Top of EXERCISE INPUT

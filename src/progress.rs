//! # Progress Module
//!
//! Feedback visivo per la CLI mentre il job avanza.
//!
//! ## Responsabilità:
//! - Spinner `indicatif` durante `Uploading` e `Processing`
//! - Riepilogo finale delle statistiche in formato leggibile
//!
//! ## Visual feedback:
//! ```text
//! ⠋ [00:00:01] Processing holiday.jpg...
//! ✔ Efficiency (80%): 96% | Latency: 412ms | Reduced: 1876 KB
//! ```

use crate::pipeline::{JobSnapshot, JobState};
use crate::stats::JobStats;
use indicatif::{ProgressBar, ProgressStyle};
use std::time::Duration;

/// Spinner that follows the job state
#[derive(Clone)]
pub struct StageProgress {
    bar: ProgressBar,
}

impl Default for StageProgress {
    fn default() -> Self {
        Self::new()
    }
}

impl StageProgress {
    pub fn new() -> Self {
        let bar = ProgressBar::new_spinner();

        bar.set_style(
            ProgressStyle::default_spinner()
                .template("{spinner:.green} [{elapsed_precise}] {msg}")
                .unwrap_or_else(|_| ProgressStyle::default_spinner()),
        );

        bar.enable_steady_tick(Duration::from_millis(100));

        Self { bar }
    }

    /// Update the message for a new snapshot
    pub fn update(&self, snapshot: &JobSnapshot) {
        if let Some(message) = stage_message(snapshot) {
            self.bar.set_message(message);
        }
    }

    /// Finish with a final message
    pub fn finish(&self, message: &str) {
        self.bar.finish_with_message(message.to_string());
    }

    /// Stop the spinner, leaving the last message visible
    pub fn abandon(&self, message: &str) {
        self.bar.abandon_with_message(message.to_string());
    }
}

/// Line shown while a job is in a given state
pub fn stage_message(snapshot: &JobSnapshot) -> Option<String> {
    let name = snapshot
        .source
        .as_ref()
        .map(|s| s.name.as_str())
        .unwrap_or("source");

    match snapshot.state {
        JobState::Idle => None,
        JobState::SourceSelected => Some(format!("Selected {}", name)),
        JobState::Uploading => Some(format!("Uploading {}...", name)),
        JobState::Processing => Some(format!("Processing {}...", name)),
        JobState::Succeeded => Some(format!("Generated assets for {}", name)),
        JobState::Failed => Some(format!(
            "Failed: {}",
            snapshot.error_reason.as_deref().unwrap_or("unknown error")
        )),
    }
}

/// One-line efficiency summary
pub fn format_summary(stats: &JobStats) -> String {
    format!(
        "Efficiency ({}%): {} | Latency: {}ms | Reduced: {} KB",
        stats.quality_used,
        stats.savings_percent,
        stats.processing_time_ms,
        stats.reduced_kb()
    )
}

#[cfg(test)]
mod tests {
    use super::*;
    use crate::pipeline::Job;
    use crate::stats::compute_stats;

    #[test]
    fn test_summary() {
        let stats = compute_stats(2_000_000, &[700_000], 80, 450);
        assert_eq!(
            format_summary(&stats),
            "Efficiency (80%): 65% | Latency: 450ms | Reduced: 1269 KB"
        );
    }

    #[test]
    fn test_stage_messages() {
        let mut snapshot = Job::new().peek();
        assert_eq!(stage_message(&snapshot), None);

        snapshot.state = JobState::Uploading;
        assert_eq!(stage_message(&snapshot).unwrap(), "Uploading source...");

        snapshot.state = JobState::Failed;
        snapshot.error_reason = Some("The image is too small".into());
        assert_eq!(stage_message(&snapshot).unwrap(), "Failed: The image is too small");
    }
}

Bottom of EXERCISE INPUT

Search the records for the word "StageProgress", then list every line that has it.

*FINISHED TASK*:
pub struct StageProgress {
impl Default for StageProgress {
impl StageProgress {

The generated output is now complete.